Problem statement
Beginning with the line that holds "self.history = Some(Vec::new());" in the data below, give again every line through the one that holds "let head = step.post_checks.front().cloned();", exactly as written.

Information provided
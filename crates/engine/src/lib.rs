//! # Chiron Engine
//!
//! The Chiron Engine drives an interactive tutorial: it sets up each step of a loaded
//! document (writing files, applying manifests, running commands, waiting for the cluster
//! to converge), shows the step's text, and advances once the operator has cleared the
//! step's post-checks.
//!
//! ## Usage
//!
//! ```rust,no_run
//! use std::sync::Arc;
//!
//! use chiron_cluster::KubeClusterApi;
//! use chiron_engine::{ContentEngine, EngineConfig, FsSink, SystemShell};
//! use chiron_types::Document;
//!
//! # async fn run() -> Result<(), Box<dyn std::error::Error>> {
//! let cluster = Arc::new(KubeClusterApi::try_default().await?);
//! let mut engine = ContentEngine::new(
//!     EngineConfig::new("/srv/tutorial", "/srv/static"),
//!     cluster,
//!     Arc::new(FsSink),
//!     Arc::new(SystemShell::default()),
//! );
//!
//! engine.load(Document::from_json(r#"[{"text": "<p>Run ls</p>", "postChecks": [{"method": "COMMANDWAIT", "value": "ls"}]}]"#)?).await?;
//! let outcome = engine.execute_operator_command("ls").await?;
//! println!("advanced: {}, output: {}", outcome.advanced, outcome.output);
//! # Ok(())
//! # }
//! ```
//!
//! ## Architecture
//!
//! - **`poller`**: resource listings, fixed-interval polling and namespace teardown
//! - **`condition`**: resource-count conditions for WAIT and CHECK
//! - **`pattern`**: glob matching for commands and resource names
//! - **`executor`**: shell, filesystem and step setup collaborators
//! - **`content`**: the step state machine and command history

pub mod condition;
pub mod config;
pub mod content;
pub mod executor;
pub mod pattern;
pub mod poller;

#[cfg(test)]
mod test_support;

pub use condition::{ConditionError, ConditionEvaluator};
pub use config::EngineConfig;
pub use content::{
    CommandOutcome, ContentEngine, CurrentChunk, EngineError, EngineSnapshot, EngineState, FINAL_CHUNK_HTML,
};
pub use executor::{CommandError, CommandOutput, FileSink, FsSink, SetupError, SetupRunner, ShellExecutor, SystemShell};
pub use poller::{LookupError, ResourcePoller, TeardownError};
==
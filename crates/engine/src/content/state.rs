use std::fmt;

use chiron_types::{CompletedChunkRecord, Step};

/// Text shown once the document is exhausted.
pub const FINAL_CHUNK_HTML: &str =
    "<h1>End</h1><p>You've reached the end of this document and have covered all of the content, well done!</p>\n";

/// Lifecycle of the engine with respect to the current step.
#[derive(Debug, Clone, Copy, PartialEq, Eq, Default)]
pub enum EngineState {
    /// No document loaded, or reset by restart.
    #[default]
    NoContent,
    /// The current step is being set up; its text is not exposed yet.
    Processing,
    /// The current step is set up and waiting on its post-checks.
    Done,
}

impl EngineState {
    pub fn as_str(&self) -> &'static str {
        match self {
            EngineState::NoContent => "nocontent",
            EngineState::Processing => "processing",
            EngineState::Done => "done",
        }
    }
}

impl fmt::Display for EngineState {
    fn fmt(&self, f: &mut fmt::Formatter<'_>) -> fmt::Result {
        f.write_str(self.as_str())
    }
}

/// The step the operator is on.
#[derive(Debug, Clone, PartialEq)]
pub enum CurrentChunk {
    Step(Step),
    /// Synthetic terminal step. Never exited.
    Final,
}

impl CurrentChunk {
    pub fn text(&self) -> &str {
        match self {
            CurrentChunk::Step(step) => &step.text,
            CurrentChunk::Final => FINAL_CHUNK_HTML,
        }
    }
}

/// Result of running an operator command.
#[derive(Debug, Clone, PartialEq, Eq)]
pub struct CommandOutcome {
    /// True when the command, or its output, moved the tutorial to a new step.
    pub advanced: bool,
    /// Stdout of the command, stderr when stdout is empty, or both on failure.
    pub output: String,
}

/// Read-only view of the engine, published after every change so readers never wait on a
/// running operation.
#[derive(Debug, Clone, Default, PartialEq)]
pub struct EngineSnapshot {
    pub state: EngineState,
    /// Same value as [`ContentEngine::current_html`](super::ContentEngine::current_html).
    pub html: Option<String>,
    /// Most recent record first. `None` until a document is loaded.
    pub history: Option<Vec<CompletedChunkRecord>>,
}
...
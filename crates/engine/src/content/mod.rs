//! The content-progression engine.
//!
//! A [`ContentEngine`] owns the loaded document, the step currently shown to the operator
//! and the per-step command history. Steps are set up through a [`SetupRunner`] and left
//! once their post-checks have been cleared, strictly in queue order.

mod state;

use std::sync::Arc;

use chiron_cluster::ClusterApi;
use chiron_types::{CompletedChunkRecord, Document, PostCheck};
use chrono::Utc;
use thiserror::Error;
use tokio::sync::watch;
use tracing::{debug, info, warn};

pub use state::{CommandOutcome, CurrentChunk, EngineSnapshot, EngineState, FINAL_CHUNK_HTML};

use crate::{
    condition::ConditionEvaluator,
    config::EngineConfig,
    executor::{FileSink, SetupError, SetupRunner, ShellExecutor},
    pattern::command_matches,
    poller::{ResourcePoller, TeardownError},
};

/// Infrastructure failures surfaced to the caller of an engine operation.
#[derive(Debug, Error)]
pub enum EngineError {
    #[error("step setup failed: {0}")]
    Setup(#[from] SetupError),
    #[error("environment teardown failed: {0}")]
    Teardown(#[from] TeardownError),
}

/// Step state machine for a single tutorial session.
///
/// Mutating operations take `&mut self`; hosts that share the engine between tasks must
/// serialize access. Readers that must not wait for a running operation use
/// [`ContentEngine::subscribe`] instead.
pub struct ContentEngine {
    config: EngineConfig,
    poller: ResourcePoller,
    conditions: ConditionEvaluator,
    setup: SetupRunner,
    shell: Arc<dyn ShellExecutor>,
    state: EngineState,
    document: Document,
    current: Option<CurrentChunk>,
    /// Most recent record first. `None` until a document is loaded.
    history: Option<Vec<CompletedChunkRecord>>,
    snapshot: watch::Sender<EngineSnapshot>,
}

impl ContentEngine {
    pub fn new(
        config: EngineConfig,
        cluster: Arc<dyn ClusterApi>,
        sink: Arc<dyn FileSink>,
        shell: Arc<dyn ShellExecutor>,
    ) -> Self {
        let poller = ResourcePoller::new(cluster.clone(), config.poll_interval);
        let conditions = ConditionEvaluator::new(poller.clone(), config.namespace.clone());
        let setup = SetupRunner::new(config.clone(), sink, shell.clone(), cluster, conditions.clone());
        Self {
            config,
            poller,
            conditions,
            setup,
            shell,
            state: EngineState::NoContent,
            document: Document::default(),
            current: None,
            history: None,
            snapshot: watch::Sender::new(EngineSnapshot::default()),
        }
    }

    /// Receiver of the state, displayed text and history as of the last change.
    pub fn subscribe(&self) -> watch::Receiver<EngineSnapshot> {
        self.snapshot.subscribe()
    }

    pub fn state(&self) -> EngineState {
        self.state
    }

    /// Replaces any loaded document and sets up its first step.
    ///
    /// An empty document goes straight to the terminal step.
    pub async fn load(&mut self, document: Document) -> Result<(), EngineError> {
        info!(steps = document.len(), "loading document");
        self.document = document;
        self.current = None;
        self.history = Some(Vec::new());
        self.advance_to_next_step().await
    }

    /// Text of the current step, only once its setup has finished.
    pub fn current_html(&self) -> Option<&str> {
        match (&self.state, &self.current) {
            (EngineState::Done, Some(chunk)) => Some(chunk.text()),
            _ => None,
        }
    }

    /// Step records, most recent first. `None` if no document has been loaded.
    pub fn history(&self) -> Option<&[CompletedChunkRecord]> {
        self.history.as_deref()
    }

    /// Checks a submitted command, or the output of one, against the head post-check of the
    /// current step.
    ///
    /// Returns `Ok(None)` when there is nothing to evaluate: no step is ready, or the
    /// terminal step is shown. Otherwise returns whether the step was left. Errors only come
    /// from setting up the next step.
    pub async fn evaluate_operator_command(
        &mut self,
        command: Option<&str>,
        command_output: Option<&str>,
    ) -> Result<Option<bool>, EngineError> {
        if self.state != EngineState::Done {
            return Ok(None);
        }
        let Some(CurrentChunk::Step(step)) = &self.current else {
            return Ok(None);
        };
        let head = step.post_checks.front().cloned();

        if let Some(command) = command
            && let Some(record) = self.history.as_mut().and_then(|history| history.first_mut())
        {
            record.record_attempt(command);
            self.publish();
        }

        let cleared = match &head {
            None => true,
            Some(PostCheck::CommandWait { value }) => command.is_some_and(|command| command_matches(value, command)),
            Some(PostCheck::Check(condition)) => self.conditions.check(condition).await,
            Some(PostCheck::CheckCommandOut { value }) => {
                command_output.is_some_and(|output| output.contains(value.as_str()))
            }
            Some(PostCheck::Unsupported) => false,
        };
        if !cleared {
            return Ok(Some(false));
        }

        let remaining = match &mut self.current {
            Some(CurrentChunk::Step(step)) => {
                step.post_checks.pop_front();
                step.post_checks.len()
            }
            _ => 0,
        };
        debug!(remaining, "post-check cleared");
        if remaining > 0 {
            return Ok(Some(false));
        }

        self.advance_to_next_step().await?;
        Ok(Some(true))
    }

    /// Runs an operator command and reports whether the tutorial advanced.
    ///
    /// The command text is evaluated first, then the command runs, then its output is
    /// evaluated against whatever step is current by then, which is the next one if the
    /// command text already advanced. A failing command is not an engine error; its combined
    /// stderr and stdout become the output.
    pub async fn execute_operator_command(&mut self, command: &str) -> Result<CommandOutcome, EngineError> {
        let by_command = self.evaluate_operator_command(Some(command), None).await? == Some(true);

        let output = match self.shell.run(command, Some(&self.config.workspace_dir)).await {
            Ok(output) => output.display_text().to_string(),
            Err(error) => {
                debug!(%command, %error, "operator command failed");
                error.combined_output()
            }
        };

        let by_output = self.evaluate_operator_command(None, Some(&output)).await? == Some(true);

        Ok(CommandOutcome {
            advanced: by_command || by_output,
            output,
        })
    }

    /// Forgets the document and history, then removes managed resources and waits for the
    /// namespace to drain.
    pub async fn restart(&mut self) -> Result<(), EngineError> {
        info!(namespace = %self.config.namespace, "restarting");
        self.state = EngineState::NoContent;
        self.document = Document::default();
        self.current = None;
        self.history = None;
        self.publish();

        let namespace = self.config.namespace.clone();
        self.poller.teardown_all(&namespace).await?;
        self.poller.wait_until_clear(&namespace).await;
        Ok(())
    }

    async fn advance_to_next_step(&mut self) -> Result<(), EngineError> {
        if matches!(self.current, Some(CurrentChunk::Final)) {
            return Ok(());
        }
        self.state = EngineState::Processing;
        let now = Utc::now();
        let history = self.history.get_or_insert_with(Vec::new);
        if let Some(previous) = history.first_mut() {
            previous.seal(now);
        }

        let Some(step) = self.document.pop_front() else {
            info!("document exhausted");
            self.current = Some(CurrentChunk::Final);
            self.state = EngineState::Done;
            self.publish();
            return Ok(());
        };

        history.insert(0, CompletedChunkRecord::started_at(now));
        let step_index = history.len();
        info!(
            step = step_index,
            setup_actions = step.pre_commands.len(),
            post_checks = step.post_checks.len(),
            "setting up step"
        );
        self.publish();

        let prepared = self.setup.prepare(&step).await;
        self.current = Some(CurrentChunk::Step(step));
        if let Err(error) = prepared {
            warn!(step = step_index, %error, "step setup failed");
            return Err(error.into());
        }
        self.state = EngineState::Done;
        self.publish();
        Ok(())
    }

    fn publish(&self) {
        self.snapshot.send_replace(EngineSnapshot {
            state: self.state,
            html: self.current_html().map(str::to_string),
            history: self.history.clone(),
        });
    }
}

Final answer
        self.history = Some(Vec::new());
        self.advance_to_next_step().await
    }

    /// Text of the current step, only once its setup has finished.
    pub fn current_html(&self) -> Option<&str> {
        match (&self.state, &self.current) {
            (EngineState::Done, Some(chunk)) => Some(chunk.text()),
            _ => None,
        }
    }

    /// Step records, most recent first. `None` if no document has been loaded.
    pub fn history(&self) -> Option<&[CompletedChunkRecord]> {
        self.history.as_deref()
    }

    /// Checks a submitted command, or the output of one, against the head post-check of the
    /// current step.
    ///
    /// Returns `Ok(None)` when there is nothing to evaluate: no step is ready, or the
    /// terminal step is shown. Otherwise returns whether the step was left. Errors only come
    /// from setting up the next step.
    pub async fn evaluate_operator_command(
        &mut self,
        command: Option<&str>,
        command_output: Option<&str>,
    ) -> Result<Option<bool>, EngineError> {
        if self.state != EngineState::Done {
            return Ok(None);
        }
        let Some(CurrentChunk::Step(step)) = &self.current else {
            return Ok(None);
        };
        let head = step.post_checks.front().cloned();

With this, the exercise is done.